Снаружи оглушительно загудели тромбоны. Жестяной звук все нарастал, потом повис в воздухе и постепенно заглох. Лиз вопросительно подняла брови.

— Лонгвиль, мой французский коллега, — пояснил Ламберг. — Его тромбонисты трубят здравницу, когда он садится за обед. Каждый день. У него с собой шестьсот человек свиты. Четверо портретистов постоянно его рисуют. Трое скульпторов режут по дереву его бюсты. Что он со всеми ними делает — государственная тайна.

— Он спрашивал коллегу?

— Мы не уполномочены беседовать.

— Это не осложняет переговоры?

— Мы здесь не как друзья, и не намерены таковыми становиться. Между нами выступает посредником посланник Ватикана, так же как посланник Венеции посредничает между мной и протестантами, ибо посланник Ватикана, в свою очередь, не уполномочен вести переговоры с протестантской стороной. Сейчас же, увы, я вынужден проститься с вами, мадам. Честь, оказанная мне этим разговором, столь же велика, как незаслуженна, однако моего внимания требуют срочные дела.

— Восьмое курфюршество.

Он поднял глаза. Их взгляды встретились. Секунду спустя он уже снова рассматривал собственный стол.

— Пусть баварец остается курфюрстом, — сказала Лиз. — Мы формально отречемся от Богемии. И когда…

— Нижайше прошу прощения, но ваше высочество не может отречься от того, что вашему высочеству не принадлежит.

— Шведская армия стоит под Прагой. Скоро город снова будет в руках протестантов.

— Если Швеция и захватит город, то наверняка не передаст его в ваши руки.

— Война скоро закончится. Будет амнистия. Тогда и то, что мой муж нарушил — якобы нарушил, — Земский мир, будет прощено.

— Переговоры об амнистии давно завершены. Прощено будет все совершенное за время войны, за исключением деяний одного-единственного человека.
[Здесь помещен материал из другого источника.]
#[cfg(test)]
mod tests {
    use super::*;
    use std::time::Duration as StdDuration;
    use tempfile::TempDir;

    fn test_deps(agent_backend: AgentBackendConfig) -> (Arc<BrokerDeps>, TempDir) {
        let dir = TempDir::new().unwrap();
        let store = Arc::new(StoreGateway::open(dir.path()).unwrap());
        let sandbox = Arc::new(SandboxSupervisor::new(store.clone(), StdDuration::from_secs(1800)));
        let deps = Arc::new(BrokerDeps {
            store,
            sandbox,
            event_logs: Arc::new(EventLogRegistry::new(500)),
            agent_backend,
            fallback_working_dir: dir.path().join("fallback"),
            permission_timeout: StdDuration::from_secs(300),
            stimulus_sink: None,
        });
        (deps, dir)
    }

    fn sh_backend(script: &str) -> AgentBackendConfig {
        AgentBackendConfig {
            command: "sh".into(),
            args: vec!["-c".into(), script.to_string()],
            ..Default::default()
        }
    }

    async fn drain_one(rx: &mut mpsc::UnboundedReceiver<WireMessage>) -> WireMessage {
        rx.recv().await.expect("channel closed without a message")
    }

    #[tokio::test]
    async fn new_session_emits_session_ready_and_persists() {
        let (deps, _dir) = test_deps(sh_backend("true"));
        let (tx, mut rx) = mpsc::unbounded_channel();
        let conn = Connection::new(deps.clone(), tx);

        conn.handle(InboundMessage::NewSession {
            config: SessionConfigRequest {
                working_dir: "/tmp/project".into(),
                ..Default::default()
            },
        })
        .await;

        let msg = drain_one(&mut rx).await;
        assert_eq!(msg.kind, "session_ready");
        let session_id = msg.data.get("session_id").unwrap().as_str().unwrap().to_string();
        assert!(deps.store.load_session(&session_id).is_ok());
    }

    #[tokio::test]
    async fn new_session_rejects_empty_working_dir_without_mount_none() {
        let (deps, _dir) = test_deps(sh_backend("true"));
        let (tx, mut rx) = mpsc::unbounded_channel();
        let conn = Connection::new(deps, tx);

        conn.handle(InboundMessage::NewSession {
            config: SessionConfigRequest::default(),
        })
        .await;

        let msg = drain_one(&mut rx).await;
        assert_eq!(msg.kind, "error");
    }

    #[tokio::test]
    async fn ping_replies_pong_without_seq() {
        let (deps, _dir) = test_deps(sh_backend("true"));
        let (tx, mut rx) = mpsc::unbounded_channel();
        let conn = Connection::new(deps, tx);

        conn.handle(InboundMessage::Ping).await;

        let msg = drain_one(&mut rx).await;
        assert_eq!(msg.kind, "pong");
        assert!(msg.seq.is_none());
    }

    #[tokio::test]
    async fn cancel_without_query_in_flight_errors() {
        let (deps, _dir) = test_deps(sh_backend("true"));
        let (tx, mut rx) = mpsc::unbounded_channel();
        let conn = Connection::new(deps, tx);

        conn.handle(InboundMessage::Cancel).await;

        let msg = drain_one(&mut rx).await;
        assert_eq!(msg.kind, "error");
    }

    #[tokio::test]
    async fn query_streams_events_and_persists_assistant_turn() {
        let script = "read -r _p; printf '%s\\n' \
            '{\"type\":\"text\",\"text\":\"Hello there\"}' \
            '{\"type\":\"session_id\",\"agent_session_id\":\"agent-abc\"}' \
            '{\"type\":\"done\"}'";
        let (deps, _dir) = test_deps(sh_backend(script));
        let (tx, mut rx) = mpsc::unbounded_channel();
        let conn = Connection::new(deps.clone(), tx);

        conn.handle(InboundMessage::NewSession {
            config: SessionConfigRequest {
                working_dir: "/tmp/project".into(),
                ..Default::default()
            },
        })
        .await;
        let ready = drain_one(&mut rx).await;
        assert_eq!(ready.kind, "session_ready");
        let session_id = ready
            .data
            .get("session_id")
            .unwrap()
            .as_str()
            .unwrap()
            .to_string();

        conn.handle(InboundMessage::Query {
            prompt: "hi".into(),
        })
        .await;

        let mut saw_done = false;
        for _ in 0..10 {
            let msg = drain_one(&mut rx).await;
            if msg.kind == "done" {
                assert_eq!(msg.data.get("response_text").unwrap(), "Hello there");
                saw_done = true;
                break;
            }
        }
        assert!(saw_done, "expected a done event");

        let conversations = deps.store.list_conversations(&session_id);
        assert_eq!(conversations.len(), 2); // user turn + assistant turn
        let assistant = conversations
            .iter()
            .find(|c| c.role == ConversationRole::Assistant)
            .unwrap();
        assert_eq!(assistant.blocks.len(), 1);
        assert_eq!(assistant.blocks[0].text.as_deref(), Some("Hello there"));

        let session = deps.store.load_session(&session_id).unwrap();
        assert_eq!(session.agent_session_id.as_deref(), Some("agent-abc"));
    }

    #[tokio::test]
    async fn completed_query_buffers_a_stimulus_via_the_injected_sink() {
        let script = "read -r _p; printf '%s\\n' \
            '{\"type\":\"text\",\"text\":\"Hello there\"}' \
            '{\"type\":\"done\"}'";
        let dir = TempDir::new().unwrap();
        let store = Arc::new(StoreGateway::open(dir.path()).unwrap());
        let sandbox = Arc::new(SandboxSupervisor::new(store.clone(), StdDuration::from_secs(1800)));
        let captured: Arc<SyncMutex<Vec<(Option<String>, String, String)>>> =
            Arc::new(SyncMutex::new(Vec::new()));
        let sink_captured = captured.clone();
        let deps = Arc::new(BrokerDeps {
            store,
            sandbox,
            event_logs: Arc::new(EventLogRegistry::new(500)),
            agent_backend: sh_backend(script),
            fallback_working_dir: dir.path().join("fallback"),
            permission_timeout: StdDuration::from_secs(300),
            stimulus_sink: Some(Arc::new(move |session_id, stimulus_type, payload, _ctx| {
                sink_captured.lock().push((session_id, stimulus_type, payload));
            })),
        });

        let (tx, mut rx) = mpsc::unbounded_channel();
        let conn = Connection::new(deps, tx);

        conn.handle(InboundMessage::NewSession {
            config: SessionConfigRequest {
                working_dir: "/tmp/project".into(),
                ..Default::default()
            },
        })
        .await;
        let ready = drain_one(&mut rx).await;
        let session_id = ready.data.get("session_id").unwrap().as_str().unwrap().to_string();

        conn.handle(InboundMessage::Query { prompt: "hi".into() }).await;
        for _ in 0..10 {
            if drain_one(&mut rx).await.kind == "done" {
                break;
            }
        }

        let calls = captured.lock();
        assert_eq!(calls.len(), 1);
        assert_eq!(calls[0].0.as_deref(), Some(session_id.as_str()));
        assert_eq!(calls[0].1, "assistant_turn");
        assert_eq!(calls[0].2, "Hello there");
    }

    #[test]
    fn resolve_working_dir_substitutes_virtual_scheme() {
        let (deps, _dir) = {
            let dir = TempDir::new().unwrap();
            let store = Arc::new(StoreGateway::open(dir.path()).unwrap());
            let sandbox =
                Arc::new(SandboxSupervisor::new(store.clone(), StdDuration::from_secs(1800)));
            (
                Arc::new(BrokerDeps {
                    store,
                    sandbox,
                    event_logs: Arc::new(EventLogRegistry::new(500)),
                    agent_backend: AgentBackendConfig::default(),
                    fallback_working_dir: dir.path().join("fallback"),
                    permission_timeout: StdDuration::from_secs(300),
                    stimulus_sink: None,
                }),
                dir,
            )
        };
        let (tx, _rx) = mpsc::unbounded_channel();
        let conn = Connection::new(deps.clone(), tx);
        assert_eq!(
            conn.resolve_working_dir("chat://session-1"),
            deps.fallback_working_dir.to_string_lossy().into_owned()
        );
        assert_eq!(conn.resolve_working_dir("/real/path"), "/real/path");
    }
}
— Могу себе представить, о ком речь.

— Эта бесконечная война началась из-за супруга вашего высочества. Из-за пфальцграфа, который метил слишком высоко. Я не утверждаю, что вина лежит и на вашем высочестве, но с трудом могу себе представить, чтобы дочь великого Якова призывала амбициозного супруга к скромности.

Ламберг медленно отодвинул кресло и выпрямился.

— Война длится так давно, что большинство живущих сегодня не знают, что такое мир. Только старики помнят мирные времена. Я и мои коллеги — даже этот болван, который садится за стол под звуки тромбонов — единственные, кто может положить конец войне. Все претендуют на территории, которыми другие не готовы поступиться, все требуют субсидий, все желают разрыва договоров о взаимной военной помощи, которые другие считают неразрывными, — ради того, чтобы заключить новые договоры, которые другие считают неприемлемыми. Эти задачи намного превосходят человеческие способности. И все же мы должны с ними справиться. Вы развязали эту войну, мадам. Я ее завершаю.